Originally, the boulevard was mainly planted with trees in its central part. It was not until 1821 that neoclassical mansions were built, surrounded by vast enclosed gardens. Later, narrower bourgeois town houses appeared. These houses brought traffic to the boulevard, as their ground floors were gradually converted into shops, restaurants, brasseries, taverns and hotels. In 1841, the boulevard became increasingly popular thanks to the construction of Brussels-North railway station. On 13 March 1842, it had a population of 194 people.

===Early establishments===
In 1826, the Botanical Garden of Brussels was established. The botanical building was partly designed by the architect Tilman-François Suys and the construction works, carried out between 1826 and 1829, were directed by the decorative artist Pierre-François Gineste. The original gardens were the work of the German landscape gardener Charles-Henri Petersen, later reorganised on the instructions of one of the founders of the Horticultural Society, Jean-Baptiste Meeus-Wouters.

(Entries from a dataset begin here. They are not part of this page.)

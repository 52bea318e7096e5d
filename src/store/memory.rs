//! In-Memory Store
//!
//! Process-local tables implementing `Store`. Used by tests and by
//! `--memory-store` for running the dashboard without a hosted project.
//! Insert fills in `id` and `created_at` the way the hosted tables do.

use std::cmp::Ordering;
use std::collections::HashMap;
use std::sync::RwLock;

use chrono::{DateTime, SecondsFormat, SubsecRound, Utc};
use serde_json::Value;
use uuid::Uuid;

use super::backend::{OrderBy, Row, Store, StoreFuture};
use super::errors::{StoreError, StoreResult};

#[derive(Debug, Default)]
struct Tables {
    rows: HashMap<String, Vec<Row>>,
    /// Last `created_at` handed out; insert timestamps are strictly increasing
    last_created: Option<DateTime<Utc>>,
}

impl Tables {
    fn next_created_at(&mut self) -> String {
        let now = Utc::now().trunc_subsecs(6);
        let next = match self.last_created {
            Some(prev) if now <= prev => prev + chrono::Duration::microseconds(1),
            _ => now,
        };
        self.last_created = Some(next);
        next.to_rfc3339_opts(SecondsFormat::Micros, true)
    }
}

/// In-memory table store
#[derive(Debug, Default)]
pub struct MemoryStore {
    tables: RwLock<Tables>,
}

impl MemoryStore {
    pub fn new() -> Self {
        Self::default()
    }

    /// Number of rows currently held in `table`
    pub fn row_count(&self, table: &str) -> usize {
        self.tables
            .read()
            .map(|t| t.rows.get(table).map_or(0, Vec::len))
            .unwrap_or(0)
    }

    fn do_select(&self, table: &str, order: Option<&OrderBy>) -> StoreResult<Vec<Row>> {
        let tables = self.tables.read().map_err(|_| StoreError::Poisoned)?;
        let mut rows = tables.rows.get(table).cloned().unwrap_or_default();

        if let Some(order) = order {
            rows.sort_by(|a, b| {
                let cmp = compare_json_values(a.get(&order.column), b.get(&order.column));
                if order.descending {
                    cmp.reverse()
                } else {
                    cmp
                }
            });
        }

        Ok(rows)
    }

    fn do_count(&self, table: &str, column: &str, value: &str) -> StoreResult<Option<u64>> {
        let tables = self.tables.read().map_err(|_| StoreError::Poisoned)?;
        let count = tables
            .rows
            .get(table)
            .map(|rows| {
                rows.iter()
                    .filter(|row| row.get(column).and_then(Value::as_str) == Some(value))
                    .count()
            })
            .unwrap_or(0);
        Ok(Some(count as u64))
    }

    fn do_insert(&self, table: &str, mut fields: Row) -> StoreResult<Option<Row>> {
        let mut tables = self.tables.write().map_err(|_| StoreError::Poisoned)?;

        if !fields.contains_key("id") {
            fields.insert("id".to_string(), Value::String(Uuid::new_v4().to_string()));
        }
        if !fields.contains_key("created_at") {
            let created_at = tables.next_created_at();
            fields.insert("created_at".to_string(), Value::String(created_at));
        }

        tables
            .rows
            .entry(table.to_string())
            .or_default()
            .push(fields.clone());
        Ok(Some(fields))
    }

    fn do_update(&self, table: &str, id: &str, fields: Row) -> StoreResult<Option<Row>> {
        let mut tables = self.tables.write().map_err(|_| StoreError::Poisoned)?;
        let Some(rows) = tables.rows.get_mut(table) else {
            return Ok(None);
        };

        let found = rows
            .iter_mut()
            .find(|row| row.get("id").and_then(Value::as_str) == Some(id));

        Ok(found.map(|row| {
            row.extend(fields);
            row.clone()
        }))
    }
}

/// Order JSON values: null < bool < number < string; arrays/objects last
fn compare_json_values(a: Option<&Value>, b: Option<&Value>) -> Ordering {
    fn rank(v: Option<&Value>) -> u8 {
        match v {
            None | Some(Value::Null) => 0,
            Some(Value::Bool(_)) => 1,
            Some(Value::Number(_)) => 2,
            Some(Value::String(_)) => 3,
            Some(_) => 4,
        }
    }

    match (a, b) {
        (Some(Value::Bool(x)), Some(Value::Bool(y))) => x.cmp(y),
        (Some(Value::Number(x)), Some(Value::Number(y))) => {
            let x = x.as_f64().unwrap_or(0.0);
            let y = y.as_f64().unwrap_or(0.0);
            x.partial_cmp(&y).unwrap_or(Ordering::Equal)
        }
        (Some(Value::String(x)), Some(Value::String(y))) => x.cmp(y),
        _ => rank(a).cmp(&rank(b)),
    }
}

impl Store for MemoryStore {
    fn select<'a>(&'a self, table: &'a str, order: Option<&'a OrderBy>) -> StoreFuture<'a, Vec<Row>> {
        Box::pin(async move { self.do_select(table, order) })
    }

    fn count_eq<'a>(
        &'a self,
        table: &'a str,
        column: &'a str,
        value: &'a str,
    ) -> StoreFuture<'a, Option<u64>> {
        Box::pin(async move { self.do_count(table, column, value) })
    }

    fn insert<'a>(&'a self, table: &'a str, fields: Row) -> StoreFuture<'a, Option<Row>> {
        Box::pin(async move { self.do_insert(table, fields) })
    }

    fn update_by_id<'a>(
        &'a self,
        table: &'a str,
        id: &'a str,
        fields: Row,
    ) -> StoreFuture<'a, Option<Row>> {
        Box::pin(async move { self.do_update(table, id, fields) })
    }

    fn name(&self) -> &'static str {
        "memory"
    }
}
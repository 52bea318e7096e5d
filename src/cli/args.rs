//! CLI argument definitions using clap
//!
//! service-dashboard-api [--config <path>] [--host <host>] [--port <port>] [--memory-store]

use clap::Parser;
use std::path::PathBuf;

/// Service Dashboard API - customers, kanban orders and dashboard figures
#[derive(Parser, Debug)]
#[command(name = "service-dashboard-api")]
#[command(version, about, long_about = None)]
pub struct Cli {
    /// Path to a JSON configuration file
    #[arg(long)]
    pub config: Option<PathBuf>,

    /// Host to bind to (overrides config and HOST)
    #[arg(long)]
    pub host: Option<String>,

    /// Port to bind to (overrides config and PORT)
    #[arg(long)]
    pub port: Option<u16>,

    /// Serve from process-local tables instead of the hosted store
    #[arg(long)]
    pub memory_store: bool,
}

impl Cli {
    /// Parse command line arguments
    pub fn parse_args() -> Self {
        Cli::parse()
    }
}

#[cfg(test)]
mod tests {
    use super::*;

    #[test]
    fn test_no_arguments() {
        let cli = Cli::try_parse_from(["service-dashboard-api"]).unwrap();
        assert!(cli.config.is_none());
        assert!(!cli.memory_store);
    }

    #[test]
    fn test_all_arguments() {
        let cli = Cli::try_parse_from([
            "service-dashboard-api",
            "--config",
            "dashboard.json",
            "--host",
            "127.0.0.1",
            "--port",
            "9000",
            "--memory-store",
        ])
        .unwrap();

        assert_eq!(cli.config, Some(PathBuf::from("dashboard.json")));
        assert_eq!(cli.host.as_deref(), Some("127.0.0.1"));
        assert_eq!(cli.port, Some(9000));
        assert!(cli.memory_store);
    }

    #[test]
    fn test_rejects_bad_port() {
        assert!(Cli::try_parse_from(["service-dashboard-api", "--port", "http"]).is_err());
    }
}
//! Liveness HTTP Routes
//!
//! `/` and `/api` answer with a running message for the dashboard front end;
//! `/health` reports status and version for probes.

use axum::{http::StatusCode, response::IntoResponse, routing::get, Json, Router};
use serde::{Deserialize, Serialize};

pub const RUNNING_MESSAGE: &str = "Service Dashboard API is running";

/// Liveness response
#[derive(Debug, Serialize, Deserialize)]
pub struct MessageResponse {
    pub message: String,
}

/// Health check response
#[derive(Debug, Serialize, Deserialize)]
pub struct HealthResponse {
    pub status: String,
    pub version: String,
}

/// Create liveness routes
pub fn health_routes() -> Router {
    Router::new()
        .route("/", get(root_handler))
        .route("/api", get(root_handler))
        .route("/health", get(health_handler))
}

async fn root_handler() -> Json<MessageResponse> {
    Json(MessageResponse {
        message: RUNNING_MESSAGE.to_string(),
    })
}

/// Health check handler
async fn health_handler() -> impl IntoResponse {
    let response = HealthResponse {
        status: "ok".to_string(),
        version: env!("CARGO_PKG_VERSION").to_string(),
    };

    (StatusCode::OK, Json(response))
}
//! Service Dashboard API entry point
//!
//! All logic lives in the CLI module; this only reports failures.

use service_dashboard_api::cli;

fn main() {
    if let Err(e) = cli::run() {
        eprintln!("{}", e);
        std::process::exit(1);
    }
}
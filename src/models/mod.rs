//! # Dashboard Records
//!
//! Customers, orders and the dashboard summary, plus the create/update
//! payloads the API accepts. Rows from the store are coerced into these
//! types before they are returned.

pub mod customer;
pub mod dashboard;
pub mod errors;
pub mod fields;
pub mod order;

pub use customer::{Customer, CustomerCreate, CUSTOMERS_TABLE};
pub use dashboard::DashboardStats;
pub use errors::{ModelError, ModelResult};
pub use fields::{from_row, from_rows, to_row, Timestamp};
pub use order::{Order, OrderCreate, OrderUpdate, ORDERS_TABLE};
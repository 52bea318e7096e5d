//! Field helpers shared by the record types
//!
//! - `Timestamp`: UTC datetime that also accepts the offset-less forms the
//!   store emits for `timestamp without time zone` columns
//! - `explicit`: tells "field absent" apart from "field set to null"
//! - `non_null`: optional field that may not be sent as null
//! - `to_row` / `from_row`: move between records and store rows

use std::fmt;

use chrono::{DateTime, NaiveDateTime, SecondsFormat, Utc};
use serde::de::{self, DeserializeOwned, Visitor};
use serde::{Deserialize, Deserializer, Serialize, Serializer};
use serde_json::Value;

use super::errors::{ModelError, ModelResult};
use crate::store::Row;

const NAIVE_FORMATS: &[&str] = &[
    "%Y-%m-%dT%H:%M:%S%.f",
    "%Y-%m-%d %H:%M:%S%.f",
    "%Y-%m-%dT%H:%M:%S",
    "%Y-%m-%d %H:%M:%S",
];

/// A point in time, always normalised to UTC
#[derive(Debug, Clone, Copy, PartialEq, Eq, PartialOrd, Ord, Hash)]
pub struct Timestamp(pub DateTime<Utc>);

impl Timestamp {
    pub fn now() -> Self {
        Timestamp(Utc::now())
    }

    /// Parse RFC 3339, falling back to offset-less forms read as UTC
    pub fn parse(s: &str) -> Option<Self> {
        if let Ok(dt) = DateTime::parse_from_rfc3339(s) {
            return Some(Timestamp(dt.with_timezone(&Utc)));
        }
        // Postgres renders offsets as "+00" which RFC 3339 rejects
        if let Ok(dt) = DateTime::parse_from_str(s, "%Y-%m-%d %H:%M:%S%.f%#z") {
            return Some(Timestamp(dt.with_timezone(&Utc)));
        }
        NAIVE_FORMATS
            .iter()
            .find_map(|fmt| NaiveDateTime::parse_from_str(s, fmt).ok())
            .map(|naive| Timestamp(naive.and_utc()))
    }
}

impl From<DateTime<Utc>> for Timestamp {
    fn from(dt: DateTime<Utc>) -> Self {
        Timestamp(dt)
    }
}

impl fmt::Display for Timestamp {
    fn fmt(&self, f: &mut fmt::Formatter<'_>) -> fmt::Result {
        f.write_str(&self.0.to_rfc3339_opts(SecondsFormat::AutoSi, true))
    }
}

impl Serialize for Timestamp {
    fn serialize<S: Serializer>(&self, serializer: S) -> Result<S::Ok, S::Error> {
        serializer.collect_str(self)
    }
}

impl<'de> Deserialize<'de> for Timestamp {
    fn deserialize<D: Deserializer<'de>>(deserializer: D) -> Result<Self, D::Error> {
        struct TimestampVisitor;

        impl Visitor<'_> for TimestampVisitor {
            type Value = Timestamp;

            fn expecting(&self, f: &mut fmt::Formatter<'_>) -> fmt::Result {
                f.write_str("an ISO 8601 datetime string")
            }

            fn visit_str<E: de::Error>(self, v: &str) -> Result<Timestamp, E> {
                Timestamp::parse(v)
                    .ok_or_else(|| E::custom(format!("invalid datetime: {}", v)))
            }
        }

        deserializer.deserialize_str(TimestampVisitor)
    }
}

/// Deserialize a field that may be absent, null or set.
///
/// Use with `#[serde(default, deserialize_with = "explicit")]` on an
/// `Option<Option<T>>`: absent -> `None`, null -> `Some(None)`.
pub fn explicit<'de, T, D>(deserializer: D) -> Result<Option<Option<T>>, D::Error>
where
    T: Deserialize<'de>,
    D: Deserializer<'de>,
{
    Option::<T>::deserialize(deserializer).map(Some)
}

/// Deserialize an optional field whose column is not nullable.
///
/// Use with `#[serde(default, deserialize_with = "non_null")]` on an
/// `Option<T>`: absent -> `None`, null -> error, set -> `Some`.
pub fn non_null<'de, T, D>(deserializer: D) -> Result<Option<T>, D::Error>
where
    T: Deserialize<'de>,
    D: Deserializer<'de>,
{
    T::deserialize(deserializer).map(Some)
}

/// Serialize a record into a store row
pub fn to_row<T: Serialize>(value: &T) -> ModelResult<Row> {
    match serde_json::to_value(value) {
        Ok(Value::Object(map)) => Ok(map),
        Ok(other) => Err(ModelError::Encode(format!("expected an object, got {}", other))),
        Err(e) => Err(ModelError::Encode(e.to_string())),
    }
}

/// Map a store row onto a record, dropping undeclared columns
pub fn from_row<T: DeserializeOwned>(row: Row) -> ModelResult<T> {
    serde_json::from_value(Value::Object(row)).map_err(|e| ModelError::Decode(e.to_string()))
}

/// Map a list of store rows, failing on the first row that does not fit
pub fn from_rows<T: DeserializeOwned>(rows: Vec<Row>) -> ModelResult<Vec<T>> {
    rows.into_iter().map(from_row).collect()
}
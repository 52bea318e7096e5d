//! Logging setup
//!
//! All diagnostics go through `tracing`. The subscriber writes either
//! human-readable lines or one JSON object per event.

use std::fmt;
use std::str::FromStr;

use serde::{Deserialize, Serialize};
use tracing_subscriber::util::TryInitError;
use tracing_subscriber::{fmt as fmt_layer, layer::SubscriberExt, util::SubscriberInitExt, EnvFilter};

/// Filter used when neither `RUST_LOG` nor the config sets one
pub const DEFAULT_FILTER: &str = "service_dashboard_api=info,tower_http=info";

/// Log line format
#[derive(Debug, Clone, Copy, Default, PartialEq, Eq, Serialize, Deserialize)]
#[serde(rename_all = "lowercase")]
pub enum LogFormat {
    /// Human readable
    #[default]
    Pretty,
    /// One JSON object per event
    Json,
}

impl LogFormat {
    pub fn as_str(&self) -> &'static str {
        match self {
            LogFormat::Pretty => "pretty",
            LogFormat::Json => "json",
        }
    }
}

impl fmt::Display for LogFormat {
    fn fmt(&self, f: &mut fmt::Formatter<'_>) -> fmt::Result {
        write!(f, "{}", self.as_str())
    }
}

impl FromStr for LogFormat {
    type Err = String;

    fn from_str(s: &str) -> Result<Self, Self::Err> {
        match s.trim().to_ascii_lowercase().as_str() {
            "pretty" | "text" => Ok(LogFormat::Pretty),
            "json" => Ok(LogFormat::Json),
            other => Err(format!("unknown log format '{}'", other)),
        }
    }
}

/// Install the global subscriber.
///
/// `RUST_LOG` wins over `filter`, which wins over `DEFAULT_FILTER`.
pub fn init_logging(format: LogFormat, filter: Option<&str>) -> Result<(), TryInitError> {
    let env_filter = EnvFilter::try_from_default_env()
        .unwrap_or_else(|_| EnvFilter::new(filter.unwrap_or(DEFAULT_FILTER)));

    let registry = tracing_subscriber::registry().with(env_filter);
    match format {
        LogFormat::Pretty => registry.with(fmt_layer::layer()).try_init(),
        LogFormat::Json => registry.with(fmt_layer::layer().json()).try_init(),
    }
}
//! Extractors whose rejections render as `ApiError`

use axum::extract::FromRequest;
use axum::extract::FromRequestParts;

use super::errors::ApiError;

/// JSON body; malformed or mistyped input becomes a 422 `ApiError`
#[derive(Debug, FromRequest)]
#[from_request(via(axum::Json), rejection(ApiError))]
pub struct ApiJson<T>(pub T);

/// Path parameters; e.g. a malformed UUID becomes a 422 `ApiError`
#[derive(Debug, FromRequestParts)]
#[from_request(via(axum::extract::Path), rejection(ApiError))]
pub struct ApiPath<T>(pub T);
//! # Rewrite Driver
//!
//! Instrumentation runs in two passes over a module:
//!
//! 1. **Collection** walks every function read-only and records each point to
//!    instrument by its stable instruction id.
//! 2. **Mutation** replays the records through the [`Instrumenter`]. Nothing
//!    inserted here is ever considered for instrumentation, and no iterator
//!    over the instruction stream is alive while it changes.
//!
//! ## Usage
//!
//! ```ignore
//! use loom_instrument::{Module, RewriteOptions, Rewriter};
//!
//! let mut module = Module::from_json(&std::fs::read_to_string("prog.json")?)?;
//! let result = Rewriter::new(RewriteOptions::default()).run(&mut module)?;
//! if result.changed {
//!     std::fs::write("prog.json", module.to_json()?)?;
//! }
//! ```

use crate::debug_info::DebugInfo;
use crate::instr::{FieldAccess, FnDetails, Instrumenter};
use crate::ir::{Callee, FuncId, InstKind, IrType, Module, Operand, ValueId};
use crate::policy::{Direction, Directions, Policy};
use crate::{Error, ErrorSeverity, Result};
use std::collections::HashSet;
use std::path::PathBuf;

/// Policy file used when none is given
pub const DEFAULT_POLICY_FILE: &str = "loom.policy";

/// Rewrite options
#[derive(Debug, Clone, PartialEq, Eq)]
pub struct RewriteOptions {
    /// Instrumentation policy to load
    pub policy_file: PathBuf,
    /// Refuse to instrument modules without full debug metadata
    pub require_debug_info: bool,
}

impl Default for RewriteOptions {
    fn default() -> Self {
        Self {
            policy_file: PathBuf::from(DEFAULT_POLICY_FILE),
            require_debug_info: false,
        }
    }
}

/// Outcome of a rewrite
#[derive(Debug, Clone, Default, PartialEq, Eq)]
pub struct RewriteResult {
    /// Was the module modified at all?
    pub changed: bool,
    /// Instrumented function bodies
    pub functions: usize,
    /// Instrumented call sites
    pub calls: usize,
    /// Instrumented structure field reads
    pub field_reads: usize,
    /// Instrumented structure field writes
    pub field_writes: usize,
    /// Instrumented global variable reads
    pub global_reads: usize,
    /// Instrumented global variable writes
    pub global_writes: usize,
    /// Instrumented plain loads and stores
    pub pointer_insts: usize,
    /// Non-fatal problems encountered along the way
    pub warnings: Vec<String>,
}

/// Loads a policy and applies it to modules
#[derive(Debug, Clone)]
pub struct Rewriter {
    options: RewriteOptions,
}

impl Rewriter {
    pub fn new(options: RewriteOptions) -> Self {
        Self { options }
    }

    pub fn options(&self) -> &RewriteOptions {
        &self.options
    }

    /// Load the configured policy and instrument `module`.
    ///
    /// Policy errors abort the run before the module is touched.
    pub fn run(&self, module: &mut Module) -> Result<RewriteResult> {
        let policy = Policy::open(&self.options.policy_file)?;
        self.run_with(module, &policy)
    }

    /// Instrument `module` with an already loaded policy
    pub fn run_with(&self, module: &mut Module, policy: &Policy) -> Result<RewriteResult> {
        if self.options.require_debug_info && !DebugInfo::new(module).module_has_full_debug_info()
        {
            return Err(Error::MissingDebugInfo {
                module: module.name.clone(),
            });
        }
        rewrite(module, policy)
    }
}

/// A function body to instrument
#[derive(Debug)]
struct FunctionPoint {
    func: FuncId,
    directions: Directions,
    details: FnDetails,
}

/// A direct call site to instrument
#[derive(Debug)]
struct CallPoint {
    func: FuncId,
    call: ValueId,
    directions: Directions,
    details: FnDetails,
}

/// A load or store of a structure field
#[derive(Debug)]
struct FieldPoint {
    func: FuncId,
    inst: ValueId,
    access: FieldAccess,
}

/// A load or store of a named global
#[derive(Debug)]
struct GlobalPoint {
    func: FuncId,
    inst: ValueId,
    global: String,
}

/// Everything the collection pass decided, in program order
#[derive(Debug, Default)]
struct Plan {
    functions: Vec<FunctionPoint>,
    calls: Vec<CallPoint>,
    field_reads: Vec<FieldPoint>,
    field_writes: Vec<FieldPoint>,
    global_reads: Vec<GlobalPoint>,
    global_writes: Vec<GlobalPoint>,
    pointer_loads: Vec<(FuncId, ValueId)>,
    pointer_stores: Vec<(FuncId, ValueId)>,
}

/// Instrument `module` according to `policy`
pub fn rewrite(module: &mut Module, policy: &Policy) -> Result<RewriteResult> {
    let mut result = RewriteResult::default();

    if !DebugInfo::new(module).module_has_full_debug_info() {
        let warning = Error::MissingDebugInfo {
            module: module.name.clone(),
        };
        tracing::warn!("{}", warning);
        result.warnings.push(warning.to_string());
    }

    let plan = collect(module, policy);
    tracing::info!(
        "Collected {} functions, {} calls, {} field reads, {} field writes, {} global reads, {} global writes, {} pointer instructions in '{}'",
        plan.functions.len(),
        plan.calls.len(),
        plan.field_reads.len(),
        plan.field_writes.len(),
        plan.global_reads.len(),
        plan.global_writes.len(),
        plan.pointer_loads.len() + plan.pointer_stores.len(),
        module.name
    );

    apply(module, policy, plan, &mut result)?;

    tracing::info!(
        "Instrumentation of '{}' {}",
        module.name,
        if result.changed { "modified the module" } else { "made no changes" }
    );
    Ok(result)
}

/// Pass 1: decide every instrumentation point without touching the module
fn collect(module: &Module, policy: &Policy) -> Plan {
    let debug = DebugInfo::new(module);
    let mut plan = Plan::default();
    let everything = [Direction::In, Direction::Out];

    for func in module.function_ids() {
        let function = module.func(func);
        if function.is_declaration() {
            continue;
        }

        let directions = if policy.instrument_all() {
            everything.to_vec()
        } else {
            policy.fn_hooks(function)
        };
        if !directions.is_empty() {
            tracing::debug!("Function {}: {:?}", function.name, directions);
            plan.functions.push(FunctionPoint {
                func,
                directions,
                details: FnDetails::from_policy(policy, module, func),
            });
        }

        let mut claimed = HashSet::new();

        for inst in function.instructions() {
            match &inst.kind {
                InstKind::FieldAddr {
                    source_ty: IrType::Struct(type_name),
                    indices,
                    ..
                } => {
                    let Some(ordinal) = field_ordinal(indices) else {
                        continue;
                    };
                    let Some(st) = module.struct_type(type_name) else {
                        continue;
                    };
                    if !policy.struct_type_matters(st) {
                        continue;
                    }

                    let field_name = debug.field_name(type_name, ordinal);
                    let hook_reads = policy.field_read_hook(st, &field_name);
                    let hook_writes = policy.field_write_hook(st, &field_name);
                    if !hook_reads && !hook_writes {
                        continue;
                    }

                    let access = FieldAccess {
                        field_addr: inst.id,
                        struct_name: type_name
                            .strip_prefix("struct.")
                            .unwrap_or(type_name)
                            .to_string(),
                        field_name,
                    };
                    let address = Operand::Value(inst.id);
                    for user in function.users(inst.id) {
                        match &user.kind {
                            InstKind::Load { ptr, .. } if hook_reads && *ptr == address => {
                                tracing::debug!(
                                    "Field read {}.{} in {}",
                                    access.struct_name,
                                    access.field_name,
                                    function.name
                                );
                                claimed.insert(user.id);
                                plan.field_reads.push(FieldPoint {
                                    func,
                                    inst: user.id,
                                    access: access.clone(),
                                });
                            }
                            InstKind::Store { ptr, .. } if hook_writes && *ptr == address => {
                                tracing::debug!(
                                    "Field write {}.{} in {}",
                                    access.struct_name,
                                    access.field_name,
                                    function.name
                                );
                                claimed.insert(user.id);
                                plan.field_writes.push(FieldPoint {
                                    func,
                                    inst: user.id,
                                    access: access.clone(),
                                });
                            }
                            _ => {}
                        }
                    }
                }

                InstKind::Call {
                    callee: Callee::Direct(target),
                    ..
                } => {
                    let target_fn = module.function(target);
                    let directions = if policy.instrument_all() {
                        everything.to_vec()
                    } else {
                        target_fn
                            .map(|id| policy.call_hooks(module.func(id)))
                            .unwrap_or_default()
                    };
                    if directions.is_empty() {
                        continue;
                    }
                    tracing::debug!("Call to {} in {}: {:?}", target, function.name, directions);
                    plan.calls.push(CallPoint {
                        func,
                        call: inst.id,
                        directions,
                        details: target_fn
                            .map(|id| FnDetails::from_policy(policy, module, id))
                            .unwrap_or_default(),
                    });
                }

                InstKind::Load {
                    ptr: Operand::Global(name),
                    ..
                } => {
                    if module.global(name).is_some_and(|g| policy.global_read_hook(g)) {
                        tracing::debug!("Global read {} in {}", name, function.name);
                        claimed.insert(inst.id);
                        plan.global_reads.push(GlobalPoint {
                            func,
                            inst: inst.id,
                            global: name.clone(),
                        });
                    }
                }

                InstKind::Store {
                    ptr: Operand::Global(name),
                    ..
                } => {
                    if module.global(name).is_some_and(|g| policy.global_write_hook(g)) {
                        tracing::debug!("Global write {} in {}", name, function.name);
                        claimed.insert(inst.id);
                        plan.global_writes.push(GlobalPoint {
                            func,
                            inst: inst.id,
                            global: name.clone(),
                        });
                    }
                }

                _ => {}
            }
        }

        if policy.instrument_pointer_insts() {
            for inst in function.instructions() {
                if claimed.contains(&inst.id) {
                    continue;
                }
                match inst.kind {
                    InstKind::Load { .. } => plan.pointer_loads.push((func, inst.id)),
                    InstKind::Store { .. } => plan.pointer_stores.push((func, inst.id)),
                    _ => {}
                }
            }
        }
    }

    plan
}

/// Ordinal of a single-level, statically indexed field access
/// (`[0, field]`); anything else is not a field access we handle
fn field_ordinal(indices: &[Operand]) -> Option<usize> {
    match indices {
        [first, field] => {
            first.as_const_int()?;
            usize::try_from(field.as_const_int()?).ok()
        }
        _ => None,
    }
}

/// Pass 2: replay the plan
fn apply(module: &mut Module, policy: &Policy, plan: Plan, result: &mut RewriteResult) -> Result<()> {
    let instr = Instrumenter::from_policy(policy);
    let mut changed = false;

    for point in &plan.functions {
        let outcome =
            instr.instrument_function(module, point.func, &point.directions, &point.details);
        record(outcome, &mut result.functions, &mut changed, &mut result.warnings)?;
    }

    for point in &plan.calls {
        let outcome = instr.instrument_call(
            module,
            point.func,
            point.call,
            &point.directions,
            &point.details,
        );
        record(outcome, &mut result.calls, &mut changed, &mut result.warnings)?;
    }

    for point in &plan.field_reads {
        let outcome = instr.instrument_field_read(module, point.func, point.inst, &point.access);
        record(outcome, &mut result.field_reads, &mut changed, &mut result.warnings)?;
    }

    for point in &plan.field_writes {
        let outcome = instr.instrument_field_write(module, point.func, point.inst, &point.access);
        record(outcome, &mut result.field_writes, &mut changed, &mut result.warnings)?;
    }

    for point in &plan.global_reads {
        let outcome = instr.instrument_global_read(module, point.func, point.inst, &point.global);
        record(outcome, &mut result.global_reads, &mut changed, &mut result.warnings)?;
    }

    for point in &plan.global_writes {
        let outcome = instr.instrument_global_write(module, point.func, point.inst, &point.global);
        record(outcome, &mut result.global_writes, &mut changed, &mut result.warnings)?;
    }

    for &(func, load) in &plan.pointer_loads {
        let outcome = instr.instrument_pointer_load(module, func, load);
        record(outcome, &mut result.pointer_insts, &mut changed, &mut result.warnings)?;
    }

    for &(func, store) in &plan.pointer_stores {
        let outcome = instr.instrument_pointer_store(module, func, store);
        record(outcome, &mut result.pointer_insts, &mut changed, &mut result.warnings)?;
    }

    result.changed = changed;
    Ok(())
}

/// Fold one application into the totals; warnings are kept, fatal errors stop the run
fn record(
    outcome: Result<bool>,
    count: &mut usize,
    changed: &mut bool,
    warnings: &mut Vec<String>,
) -> Result<()> {
    match outcome {
        Ok(modified) => {
            if modified {
                *count += 1;
            }
            *changed |= modified;
            Ok(())
        }
        Err(err) if err.classify() == ErrorSeverity::Warning => {
            tracing::warn!("{}", err);
            warnings.push(err.to_string());
            Ok(())
        }
        Err(err) => Err(err),
    }
}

The orangery with its greenhouses, aquarium, and gardens, was inaugurated in September 1829. The high gate of the Botanical Garden opened into the Rue Royale.

The Clinique Saint-Jean's medical facility was started in 1838 and completed in 1843, across from the Botanical Garden on the Boulevard du Jardin botanique. At the time, the hospital adjoined the Saint-Louis Institute and University Faculty, housed in the hôtel particulier of Baron Jean-Jacques Verseyden. The Provincial Ophthalmic Institute of Brabant, another medical facility originally located on the Boulevard du Jardin botanique, was founded and opened on 10 September 1849.

At the intersection of the Rue Neuve/Nieuwstraat and the Boulevard du Jardin Botanique lies the Place Charles Rogier/Karel Rogierplein. The square was originally known as the Place des Nations/Natieplein ("Nations Square") or the Place de Cologne/Keulenplein ("Cologne Square"). In 1885, following the death of the liberal statesman and former Prime Minister of Belgium, Charles Rogier, it was renamed the Place Charles Rogier/Karel Rogierplein ("Charles Rogier Square") in his honour.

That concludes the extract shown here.